Man muss schmunzeln, wenn man in der TW "Gerry Weber goes Cos?" liest. Und das nicht wegen des überflüssigen Anglizismus' in der Headline (um nicht zu sagen: Überschrift). Tatsächlich liegen stilistisch Welten zwischen dem schwedischen Contemporary Label und der DOB aus Halle/Westfalen, und es schwingt der leise Zweifel mit, ob der Best Ager-Spezialist kulturell in der Lage ist, ein cooles Produkt für die modern woman auf die Beine zu stellen.
Was Gerry Weber genau vorhat, ist freilich Spekulation.
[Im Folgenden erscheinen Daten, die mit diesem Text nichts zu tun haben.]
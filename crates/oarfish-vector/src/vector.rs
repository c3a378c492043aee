//! Vector value and wire codecs
//!
//! The database understands two wire forms for a vector value:
//!
//! - a text literal, `[` + comma-joined decimals + `]`, no spaces
//! - a binary payload holding a UTF-8 JSON array of numbers
//!
//! Text elements are rendered from the `f64` widening of each `f32`
//! element, which is the exact grammar the server parses. Parsing the text
//! back and narrowing to `f32` recovers every element exactly.

use oarfish_core::{OarfishError, Result, SqlValue};
use serde::{Deserialize, Serialize};
use std::fmt::Write as _;

/// An immutable, fixed-width sequence of `f32` elements.
///
/// Created per value at encode time (from application data) or per row at
/// decode time (from a result set); never mutated after construction.
///
/// # Example
///
/// ```
/// use oarfish_vector::Vector;
///
/// let v = Vector::new(vec![1.0, 2.0, 3.0]);
/// assert_eq!(v.dim(), 3);
/// assert_eq!(v.to_text(), "[1,2,3]");
/// ```
#[derive(Debug, Clone, PartialEq, Serialize, Deserialize)]
pub struct Vector {
    data: Vec<f32>,
}

impl Vector {
    pub fn new(data: Vec<f32>) -> Self {
        Self { data }
    }

    /// Number of elements.
    pub fn dim(&self) -> usize {
        self.data.len()
    }

    pub fn as_slice(&self) -> &[f32] {
        &self.data
    }

    pub fn into_inner(self) -> Vec<f32> {
        self.data
    }

    /// Build a vector from a JSON value, which must be a flat numeric array.
    ///
    /// Nested arrays and non-numeric elements are rejected: a vector is
    /// one-dimensional by definition.
    pub fn from_json_value(value: &serde_json::Value) -> Result<Self> {
        let items = value
            .as_array()
            .ok_or_else(|| OarfishError::Shape(format!("expected an array, got {}", value)))?;
        let mut data = Vec::with_capacity(items.len());
        for item in items {
            let n = item.as_f64().ok_or_else(|| {
                OarfishError::Shape(format!("expected a numeric element, got {}", item))
            })?;
            data.push(n as f32);
        }
        Ok(Self::new(data))
    }

    /// Render the canonical text literal: `[f,f,...,f]`, no spaces.
    ///
    /// Each element is formatted as its `f64` widening, which is what the
    /// server-side grammar expects.
    pub fn to_text(&self) -> String {
        let mut out = String::with_capacity(self.data.len() * 8 + 2);
        out.push('[');
        for (i, v) in self.data.iter().enumerate() {
            if i > 0 {
                out.push(',');
            }
            let _ = write!(out, "{}", f64::from(*v));
        }
        out.push(']');
        out
    }

    /// Parse the bracketed text literal.
    pub fn from_text(text: &str) -> Result<Self> {
        let inner = text
            .strip_prefix('[')
            .and_then(|t| t.strip_suffix(']'))
            .ok_or_else(|| {
                OarfishError::Codec(format!("malformed vector literal: {:?}", text))
            })?;
        if inner.trim().is_empty() {
            return Ok(Self::new(Vec::new()));
        }
        let mut data = Vec::new();
        for token in inner.split(',') {
            let v: f64 = token.trim().parse().map_err(|_| {
                OarfishError::Codec(format!("invalid vector element: {:?}", token))
            })?;
            data.push(v as f32);
        }
        Ok(Self::new(data))
    }

    /// Parse the binary wire form: a UTF-8 JSON array of numbers.
    pub fn from_json_bytes(bytes: &[u8]) -> Result<Self> {
        let value: serde_json::Value = serde_json::from_slice(bytes)
            .map_err(|e| OarfishError::Codec(format!("invalid vector payload: {}", e)))?;
        Self::from_json_value(&value)
            .map_err(|e| OarfishError::Codec(format!("invalid vector payload: {}", e)))
    }

    /// Serialize to raw bytes, big-endian `f32` per element.
    ///
    /// Big-endian is the canonical byte-order convention for vector blobs.
    pub fn to_be_bytes(&self) -> Vec<u8> {
        self.data.iter().flat_map(|f| f.to_be_bytes()).collect()
    }

    /// Deserialize from raw big-endian bytes.
    pub fn from_be_bytes(bytes: &[u8]) -> Result<Self> {
        if bytes.len() % 4 != 0 {
            return Err(OarfishError::Codec(format!(
                "invalid blob length {} for f32 vector (must be multiple of 4)",
                bytes.len()
            )));
        }
        let data = bytes
            .chunks_exact(4)
            .map(|chunk| f32::from_be_bytes([chunk[0], chunk[1], chunk[2], chunk[3]]))
            .collect();
        Ok(Self::new(data))
    }
}

impl From<Vec<f32>> for Vector {
    fn from(data: Vec<f32>) -> Self {
        Self::new(data)
    }
}

impl From<&[f32]> for Vector {
    fn from(data: &[f32]) -> Self {
        Self::new(data.to_vec())
    }
}

impl From<Vec<f64>> for Vector {
    fn from(data: Vec<f64>) -> Self {
        Self::new(data.into_iter().map(|v| v as f32).collect())
    }
}

/// Encode a vector for storage as the text wire form.
///
/// `None` passes through unchanged (nullable column semantics). When the
/// column declares a dimension, a vector of any other width fails with
/// [`OarfishError::DimensionMismatch`] carrying both counts.
pub fn encode_for_storage(
    value: Option<&Vector>,
    declared_dim: Option<usize>,
) -> Result<Option<String>> {
    let Some(vector) = value else {
        return Ok(None);
    };
    if let Some(expected) = declared_dim {
        if vector.dim() != expected {
            return Err(OarfishError::DimensionMismatch {
                expected,
                actual: vector.dim(),
            });
        }
    }
    Ok(Some(vector.to_text()))
}

/// Decode a stored value back into a vector.
///
/// Dispatches on the value kind: `Null` decodes to `None`, an
/// already-decoded vector is returned unchanged, text parses the bracketed
/// literal, bytes parse the JSON payload. Any other kind fails with
/// [`OarfishError::Codec`] naming the unsupported source type.
pub fn decode_from_storage(raw: &SqlValue) -> Result<Option<Vector>> {
    match raw {
        SqlValue::Null => Ok(None),
        SqlValue::Vector(data) => Ok(Some(Vector::new(data.clone()))),
        SqlValue::Text(text) => Vector::from_text(text).map(Some),
        SqlValue::Bytes(bytes) => Vector::from_json_bytes(bytes).map(Some),
        other => Err(OarfishError::Codec(format!(
            "cannot decode a vector from a {} value",
            other.kind_name()
        ))),
    }
}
Fakt ist, dass der Konzern Handlungsbedarf beim Produkt hat. Das war über viele Jahre Basis des Erfolgs. Aber auf der Zielgruppe, in der Gerry Weber nicht zuletzt über die Verdrängung der Delmods, Hirschs und Lucias stark geworden ist, lässt sich die Zukunft nicht aufbauen. Und dass die Frau, die mit H&M und Zara groß und mit Esprit und S.Oliver alt geworden ist, jemals für die Marke Gerry Weber zu begeistern sein wird, ist gelinde gesagt eine Herausforderung. Die, wenn man ehrlich ist, noch keine Modemarke gemeistert hat. Deshalb ist es richtig, jetzt die Weichen zu stellen, und Marken und Kollektionen aufzubauen, die in wachstumsstarken und zukunftsträchtigen Marktsegmenten positioniert sind. Das ist schwer genug.
Die Übernahme von Hallhuber war ein richtiger Schritt in diese Richtung, zumal sich man mit dem Filialisten vertikale Retail-Kompetenz ins Haus holte und diese kürzlich auch im Vorstand verankert hat. Entscheidend wird hier sein, Know-how klug zu nutzen und nicht auf Teufel komm raus Synergien heben zu wollen, die sich vielleicht in Analystenpräsentationen gut machen, in der Praxis aber nur zu verwässerter Positionierung und komplexeren Strukturen führen. Die Kunst wird auch bei einer neuen Marke sein, eine Organisation zu installieren, die bei bestmöglicher Nutzung der Resourcen in Halle eine größtmögliche Unabhängigkeit von den dortigen Konzernstrukturen hat. Und ihr trotz Umsatz- und Kursdruck die Zeit zur Entfaltung zu geben. Das ist das Inditex-Modell, und auch H&M hat sich mit dem in London entwickelten Cos und dem in Paris entwickelten &other stories so aufgestellt.
Eine Abkürzung könnte in der Übernahme einer bereits positionierten Brand liegen, die man mit angepasster Kollektionsaussage, marktgerechtem Pricing und intelligenter Marketingkommunikation revitalisiert. S.Oliver hat es mit Comma vorgemacht. Rena Lange haben die Rottendorfer gerade bei sich geparkt. Aber es gibt ja noch andere Namen, die derzeit zu haben wären.